Translational control in malignant pleural mesothelioma

Protein synthesis is a cellular process finely regulated during growth and development and its deregulation can lead to cell apoptosis or disease. Translational control is rate-limiting in cancer growth and translation initiation step is emerging as an attractive therapeutic target. eIF6 is an antiassociation factor that regulates the availability of active 80S. Its activation is driven by the RACK1/PKCβ axis, in a mTORc1 independent manner. We previously described that eIF6 haploinsufficiency causes a striking survival in the Eμ-Myc mouse lymphoma model, with lifespans extendend up to 18 months. microRNAs have been shown to regulate a wide range of biological processes destabilizing messenger RNAs and by repressing the translation of these mRNAs. Involvement of microRNAs in repression of translation suggests that they might be associated with polysomes. Here we screen for 1) eIF6 expression in human cancers and 2) association of microRNAs with polysomes in Malignant Pleural Mesothelioma (MPM). We show that MPM tumors and a MPM cell line (REN cells) contain high levels of hyperphosphorylated eIF6. Enzastaurin is a PKC beta inhibitor used in clinical trials. We prove that Enzastaurin treatment decreases eIF6 phosphorylation rate, but not eIF6 protein stability.
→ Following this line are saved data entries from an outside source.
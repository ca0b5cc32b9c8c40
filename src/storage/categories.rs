//! Category repository
//!
//! Categories are per owner; names are unique per owner, ignoring case.

use std::path::PathBuf;

use crate::error::{SpendPaceError, SpendPaceResult};
use crate::models::{Category, OwnerId};

use super::collection::{find_by_id_prefix, Collection};

fn category_id(category: &Category) -> Option<&str> {
    Some(category.id.as_str())
}

/// Repository for category persistence
pub struct CategoryRepository {
    collection: Collection<Category>,
}

impl CategoryRepository {
    pub fn new(path: PathBuf) -> Self {
        Self {
            collection: Collection::new(path),
        }
    }

    pub fn load(&self) -> SpendPaceResult<()> {
        self.collection.load()
    }

    pub fn save(&self) -> SpendPaceResult<()> {
        self.collection.save()
    }

    /// An owner's categories in creation order
    pub fn for_owner(&self, owner: &OwnerId) -> SpendPaceResult<Vec<Category>> {
        self.collection.for_owner(owner)
    }

    /// Get a category by exact name (case-insensitive)
    pub fn get_by_name(&self, owner: &OwnerId, name: &str) -> SpendPaceResult<Option<Category>> {
        let wanted = name.trim().to_lowercase();
        Ok(self
            .collection
            .read()?
            .iter()
            .find(|c| &c.owner == owner && c.name.to_lowercase() == wanted)
            .cloned())
    }

    /// Resolve a category by name, falling back to id or id prefix
    pub fn resolve(&self, owner: &OwnerId, name_or_id: &str) -> SpendPaceResult<Category> {
        if let Some(category) = self.get_by_name(owner, name_or_id)? {
            return Ok(category);
        }

        let records = self.collection.read()?;
        find_by_id_prefix(records.as_slice(), owner, name_or_id, category_id)?
            .map(|index| records[index].clone())
            .ok_or_else(|| SpendPaceError::category_not_found(name_or_id))
    }

    /// Validate and insert a category
    pub fn add(&self, category: Category) -> SpendPaceResult<Category> {
        category.validate()?;

        if self.get_by_name(&category.owner, &category.name)?.is_some() {
            return Err(SpendPaceError::Validation(format!(
                "Category '{}' already exists",
                category.name.trim()
            )));
        }

        tracing::info!(id = %category.id, name = %category.name, "category added");
        self.collection.push(category.clone())?;
        Ok(category)
    }

    /// Validate and replace a stored category
    ///
    /// The new name may not collide with another of the owner's categories.
    pub fn update(&self, category: Category) -> SpendPaceResult<Category> {
        category.validate()?;

        if let Some(other) = self.get_by_name(&category.owner, &category.name)? {
            if other.id != category.id {
                return Err(SpendPaceError::Validation(format!(
                    "Category '{}' already exists",
                    category.name.trim()
                )));
            }
        }

        let mut records = self.collection.write()?;
        let stored = records
            .iter_mut()
            .find(|c| c.owner == category.owner && c.id == category.id)
            .ok_or_else(|| SpendPaceError::category_not_found(category.id.as_str()))?;
        *stored = category.clone();

        tracing::info!(id = %category.id, name = %category.name, "category updated");
        Ok(category)
    }

    /// Remove a category by name, id or unique id prefix
    ///
    /// Expenses keep pointing at the removed id and become uncategorized.
    pub fn delete(&self, owner: &OwnerId, name_or_id: &str) -> SpendPaceResult<Category> {
        let target = self.resolve(owner, name_or_id)?;

        let mut records = self.collection.write()?;
        let index = records
            .iter()
            .position(|c| &c.owner == owner && c.id == target.id)
            .ok_or_else(|| SpendPaceError::category_not_found(name_or_id))?;

        let removed = records.remove(index);
        tracing::info!(id = %removed.id, name = %removed.name, "category deleted");
        Ok(removed)
    }
}
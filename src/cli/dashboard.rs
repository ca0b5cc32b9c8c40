//! Dashboard command

use std::io::Write;

use crate::error::{SpendPaceError, SpendPaceResult};
use crate::export::{export_structured, OutputFormat};
use crate::reports::DashboardReport;
use crate::storage::Storage;

use super::CommandContext;

/// Print the dashboard in the requested format
pub fn handle_dashboard(
    storage: &Storage,
    ctx: &CommandContext,
    format: OutputFormat,
) -> SpendPaceResult<()> {
    let snapshot = storage.snapshot(&ctx.owner)?;
    let report = DashboardReport::generate(&snapshot, ctx.now, &ctx.settings);

    let stdout = std::io::stdout();
    let mut out = stdout.lock();
    if !export_structured(&report, format, "dashboard", &mut out)? {
        out.write_all(report.format_terminal(ctx.currency()).as_bytes())
            .map_err(|e| SpendPaceError::Io(e.to_string()))?;
    }

    Ok(())
}
//! Expense CLI commands

use std::fs::File;
use std::path::PathBuf;

use clap::Subcommand;

use crate::display::expense::format_expense_list;
use crate::error::{SpendPaceError, SpendPaceResult};
use crate::models::category::category_name;
use crate::models::Expense;
use crate::reports::expense_list::export_expenses_csv;
use crate::reports::{sort_expenses, ExpenseFilter, SortConfig, SortDirection, SortKey};
use crate::storage::Storage;

use super::{parse_amount, parse_instant_arg, CommandContext};

/// Expense subcommands
#[derive(Subcommand)]
pub enum ExpenseCommands {
    /// Record an expense
    Add {
        /// Amount (e.g., "250" or "1,250.50")
        amount: String,
        /// What the money was spent on
        description: String,
        /// Category name or ID
        #[arg(short, long, default_value = "Other")]
        category: String,
        /// Date (YYYY-MM-DD or YYYY-MM-DDTHH:MM); defaults to now
        #[arg(short, long)]
        date: Option<String>,
    },

    /// List expenses
    List {
        /// Column to sort by
        #[arg(long, value_enum, default_value_t = SortKey::Date)]
        sort: SortKey,
        /// Sort ascending instead of descending
        #[arg(long)]
        asc: bool,
        /// Only this category (name or ID)
        #[arg(short, long)]
        category: Option<String>,
        /// Only expenses whose category no longer exists
        #[arg(long, conflicts_with = "category")]
        uncategorized: bool,
        /// Start date (inclusive)
        #[arg(long)]
        from: Option<String>,
        /// End date (inclusive)
        #[arg(long)]
        to: Option<String>,
        /// Description contains (case-insensitive)
        #[arg(short, long)]
        search: Option<String>,
        /// Show at most this many rows
        #[arg(short, long)]
        limit: Option<usize>,
        /// Write the listing to a CSV file instead
        #[arg(short, long)]
        output: Option<PathBuf>,
    },

    /// Change an expense
    Edit {
        /// Expense ID (or unique prefix)
        id: String,
        /// New amount
        #[arg(short, long)]
        amount: Option<String>,
        /// New description
        #[arg(long)]
        description: Option<String>,
        /// New category (name or ID)
        #[arg(short, long)]
        category: Option<String>,
        /// New date (YYYY-MM-DD or YYYY-MM-DDTHH:MM)
        #[arg(short, long)]
        date: Option<String>,
    },

    /// Delete an expense
    Delete {
        /// Expense ID (or unique prefix)
        id: String,
    },
}

/// Handle an expense command
pub fn handle_expense_command(
    storage: &Storage,
    ctx: &CommandContext,
    cmd: ExpenseCommands,
) -> SpendPaceResult<()> {
    match cmd {
        ExpenseCommands::Add {
            amount,
            description,
            category,
            date,
        } => {
            let amount = parse_amount(&amount)?;
            let category = storage.categories.resolve(&ctx.owner, &category)?;
            let date = match date {
                Some(d) => parse_instant_arg(&d)?,
                None => ctx.now,
            };

            let expense = Expense::new(ctx.owner.clone(), amount, description, category.id.clone(), date);
            let saved = storage.expenses.add(expense, ctx.now)?;
            storage.expenses.save()?;

            println!("Added expense: {}", saved);
            println!("  Category: {}", category.name);
            if let Some(id) = &saved.id {
                println!("  ID: {}", id);
            }
        }

        ExpenseCommands::List {
            sort,
            asc,
            category,
            uncategorized,
            from,
            to,
            search,
            limit,
            output,
        } => {
            let expenses = storage.expenses.for_owner(&ctx.owner)?;
            let categories = storage.categories.for_owner(&ctx.owner)?;

            let filter = ExpenseFilter {
                from: from.as_deref().map(parse_instant_arg).transpose()?,
                to: to.as_deref().map(parse_instant_arg).transpose()?,
                category: category
                    .map(|c| storage.categories.resolve(&ctx.owner, &c))
                    .transpose()?
                    .map(|c| c.id),
                description_contains: search,
                uncategorized_only: uncategorized,
                ..Default::default()
            };

            let direction = if asc {
                SortDirection::Asc
            } else {
                SortDirection::Desc
            };
            let config = SortConfig::new(sort, direction);

            let matching: Vec<Expense> = filter
                .apply(&expenses, &categories)
                .into_iter()
                .cloned()
                .collect();
            let mut sorted = sort_expenses(&matching, config);
            if let Some(limit) = limit {
                sorted.truncate(limit);
            }

            match output {
                Some(path) => {
                    let file = File::create(&path).map_err(|e| {
                        SpendPaceError::Export(format!("Failed to create {}: {}", path.display(), e))
                    })?;
                    export_expenses_csv(&sorted, &categories, file)?;
                    println!("Exported {} expenses to {}", sorted.len(), path.display());
                }
                None => {
                    print!(
                        "{}",
                        format_expense_list(
                            &sorted,
                            &categories,
                            config,
                            ctx.currency(),
                            &ctx.settings.date_format,
                        )
                    );
                }
            }
        }

        ExpenseCommands::Edit {
            id,
            amount,
            description,
            category,
            date,
        } => {
            if amount.is_none() && description.is_none() && category.is_none() && date.is_none() {
                println!("No changes specified. Use --amount, --description, --category or --date.");
                return Ok(());
            }

            let mut expense = storage.expenses.find(&ctx.owner, &id)?;
            if let Some(amount) = amount {
                expense.amount = parse_amount(&amount)?;
            }
            if let Some(description) = description {
                expense.description = description;
            }
            if let Some(category) = category {
                expense.category = storage.categories.resolve(&ctx.owner, &category)?.id;
            }
            if let Some(date) = date {
                expense.date = parse_instant_arg(&date)?;
            }

            let updated = storage.expenses.update(expense)?;
            storage.expenses.save()?;

            let categories = storage.categories.for_owner(&ctx.owner)?;
            println!("Updated expense: {}", updated);
            println!("  Category: {}", category_name(&categories, &updated.category));
        }

        ExpenseCommands::Delete { id } => {
            let removed = storage.expenses.delete(&ctx.owner, &id)?;
            storage.expenses.save()?;
            println!("Deleted expense: {}", removed);
        }
    }

    Ok(())
}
The growth of REN, in vivo, and metastasis are reduced by either Enzastaurin treatment or eIF6 shRNA. Molecular analysis reveals that eIF6 manipulation affects the metabolic status of malignant mesothelioma cells. Less glycolysis and less ATP content are evident in REN cells depleted for eIF6 or treated with Enzastaurin (Anti-Warburg effect). We propose that eIF6 is necessary for Malignant Mesothelioma growth, in vivo, and can be targeted by kinase inhibitors. Finally we found that the MPM miRNA signature was characterized also by differential miRNAs subcellular distribution. In particular, only some miRNAs were expressed in the polysomal pool with variability in miRNAs occupancy, indicating that some miRNAs can repress translation, while others cannot. Particularly, we evidenced that polysome-bound miRNAs present a correlation with the cell cycle pathway in REN cell, a MPM epithelioid cell line, suggesting that their polysomal localization could explain how these miRNAs may regulate cell cycle components translation.